[Saved entries]
○ ○ ○ ○
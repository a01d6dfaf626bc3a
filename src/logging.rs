//! Tracing subscriber setup
//!
//! The engine only emits `tracing` events. Hosts that do not install their
//! own subscriber can call [`init`] once at startup.

use crate::config::LoggingConfig;
use crate::error::EngineError;
use tracing_subscriber::EnvFilter;
use tracing_subscriber::fmt::time::UtcTime;

/// Install a global fmt subscriber configured from `config`.
///
/// `RUST_LOG`, when set, takes precedence over the configured level.
/// Fails instead of panicking if a global subscriber is already installed.
pub fn init(config: &LoggingConfig) -> Result<(), EngineError> {
    let filter = EnvFilter::try_from_default_env()
        .or_else(|_| EnvFilter::try_new(&config.level))
        .map_err(|e| EngineError::config(format!("Invalid log filter: {e}")))?;

    let builder = tracing_subscriber::fmt()
        .with_env_filter(filter)
        .with_timer(UtcTime::rfc_3339())
        .with_target(false);

    let installed = match config.format.as_str() {
        "json" => builder.json().try_init(),
        "pretty" => builder.try_init(),
        other => {
            return Err(EngineError::config(format!("Invalid log format '{other}'")));
        }
    };

    installed.map_err(|e| EngineError::config(format!("Failed to install logger: {e}")))
}
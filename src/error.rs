//! Error types and handling for the availability engine

use thiserror::Error;

/// Main error type for the availability engine
#[derive(Error, Debug, Clone, PartialEq)]
pub enum EngineError {
    /// Malformed input rejected at construction or registration time
    #[error("Invalid input: {message}")]
    Validation { message: String },

    /// The roster supplier failed on every retry attempt
    #[error(transparent)]
    Fetch(#[from] FetchError),

    /// Configuration-related errors
    #[error("Configuration error: {message}")]
    Config { message: String },
}

/// Raised when an underlying fetch failed on every attempt.
///
/// Cloneable so that every caller coalesced onto the same in-flight fetch
/// observes the identical error.
#[derive(Error, Debug, Clone, PartialEq, Eq)]
#[error("Fetch failed after {attempts} attempt(s): {message}")]
pub struct FetchError {
    /// Number of attempts made before giving up
    pub attempts: u32,
    /// Rendered error chain of the last failed attempt
    pub message: String,
}

impl FetchError {
    pub fn new<S: Into<String>>(attempts: u32, message: S) -> Self {
        Self {
            attempts,
            message: message.into(),
        }
    }
}

impl EngineError {
    /// Create a new validation error
    pub fn validation<S: Into<String>>(message: S) -> Self {
        Self::Validation {
            message: message.into(),
        }
    }

    /// Create a new configuration error
    pub fn config<S: Into<String>>(message: S) -> Self {
        Self::Config {
            message: message.into(),
        }
    }

    /// Get a user-friendly error message
    #[must_use]
    pub fn user_message(&self) -> String {
        match self {
            EngineError::Validation { message } => format!("Invalid input: {message}"),
            EngineError::Fetch(_) => {
                "Unable to load the participant roster. Please try again later.".to_string()
            }
            EngineError::Config { .. } => {
                "Configuration error. Please check your config file and environment.".to_string()
            }
        }
    }
}

#[cfg(test)]
mod tests {
    use super::*;

    #[test]
    fn test_error_creation() {
        let config_err = EngineError::config("bad level");
        assert!(matches!(config_err, EngineError::Config { .. }));

        let validation_err = EngineError::validation("latitude out of range");
        assert!(matches!(validation_err, EngineError::Validation { .. }));
    }

    #[test]
    fn test_user_messages() {
        let config_err = EngineError::config("test");
        assert!(config_err.user_message().contains("Configuration error"));

        let fetch_err: EngineError = FetchError::new(3, "connection refused").into();
        assert!(fetch_err.user_message().contains("Unable to load"));

        let validation_err = EngineError::validation("test input");
        assert!(validation_err.user_message().contains("test input"));
    }

    #[test]
    fn test_fetch_error_display_is_transparent() {
        let err: EngineError = FetchError::new(3, "connection refused").into();
        assert_eq!(
            err.to_string(),
            "Fetch failed after 3 attempt(s): connection refused"
        );
    }
}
○ ○ ○ ○
• _TASK DIRECTIONS_: The answer must be an exact copy of every entry.

• _OUTPUT_:
repository a01d6dfaf626bc3a
filename src/logging.rs
//! Tracing subscriber setup
//!
//! The engine only emits `tracing` events. Hosts that do not install their
//! own subscriber can call [`init`] once at startup.

use crate::config::LoggingConfig;
use crate::error::EngineError;
use tracing_subscriber::EnvFilter;
use tracing_subscriber::fmt::time::UtcTime;

/// Install a global fmt subscriber configured from `config`.
///
/// `RUST_LOG`, when set, takes precedence over the configured level.
/// Fails instead of panicking if a global subscriber is already installed.
pub fn init(config: &LoggingConfig) -> Result<(), EngineError> {
    let filter = EnvFilter::try_from_default_env()
        .or_else(|_| EnvFilter::try_new(&config.level))
        .map_err(|e| EngineError::config(format!("Invalid log filter: {e}")))?;

    let builder = tracing_subscriber::fmt()
        .with_env_filter(filter)
        .with_timer(UtcTime::rfc_3339())
        .with_target(false);

    let installed = match config.format.as_str() {
        "json" => builder.json().try_init(),
        "pretty" => builder.try_init(),
        other => {
            return Err(EngineError::config(format!("Invalid log format '{other}'")));
        }
    };

    installed.map_err(|e| EngineError::config(format!("Failed to install logger: {e}")))
}
filename src/error.rs
//! Error types and handling for the availability engine

use thiserror::Error;

/// Main error type for the availability engine
#[derive(Error, Debug, Clone, PartialEq)]
pub enum EngineError {
    /// Malformed input rejected at construction or registration time
    #[error("Invalid input: {message}")]
    Validation { message: String },

    /// The roster supplier failed on every retry attempt
    #[error(transparent)]
    Fetch(#[from] FetchError),

    /// Configuration-related errors
    #[error("Configuration error: {message}")]
    Config { message: String },
}

/// Raised when an underlying fetch failed on every attempt.
///
/// Cloneable so that every caller coalesced onto the same in-flight fetch
/// observes the identical error.
#[derive(Error, Debug, Clone, PartialEq, Eq)]
#[error("Fetch failed after {attempts} attempt(s): {message}")]
pub struct FetchError {
    /// Number of attempts made before giving up
    pub attempts: u32,
    /// Rendered error chain of the last failed attempt
    pub message: String,
}

impl FetchError {
    pub fn new<S: Into<String>>(attempts: u32, message: S) -> Self {
        Self {
            attempts,
            message: message.into(),
        }
    }
}

impl EngineError {
    /// Create a new validation error
    pub fn validation<S: Into<String>>(message: S) -> Self {
        Self::Validation {
            message: message.into(),
        }
    }

    /// Create a new configuration error
    pub fn config<S: Into<String>>(message: S) -> Self {
        Self::Config {
            message: message.into(),
        }
    }

    /// Get a user-friendly error message
    #[must_use]
    pub fn user_message(&self) -> String {
        match self {
            EngineError::Validation { message } => format!("Invalid input: {message}"),
            EngineError::Fetch(_) => {
                "Unable to load the participant roster. Please try again later.".to_string()
            }
            EngineError::Config { .. } => {
                "Configuration error. Please check your config file and environment.".to_string()
            }
        }
    }
}

#[cfg(test)]
mod tests {
    use super::*;

    #[test]
    fn test_error_creation() {
        let config_err = EngineError::config("bad level");
        assert!(matches!(config_err, EngineError::Config { .. }));

        let validation_err = EngineError::validation("latitude out of range");
        assert!(matches!(validation_err, EngineError::Validation { .. }));
    }

    #[test]
    fn test_user_messages() {
        let config_err = EngineError::config("test");
        assert!(config_err.user_message().contains("Configuration error"));

        let fetch_err: EngineError = FetchError::new(3, "connection refused").into();
        assert!(fetch_err.user_message().contains("Unable to load"));

        let validation_err = EngineError::validation("test input");
        assert!(validation_err.user_message().contains("test input"));
    }

    #[test]
    fn test_fetch_error_display_is_transparent() {
        let err: EngineError = FetchError::new(3, "connection refused").into();
        assert_eq!(
            err.to_string(),
            "Fetch failed after 3 attempt(s): connection refused"
        );
    }
}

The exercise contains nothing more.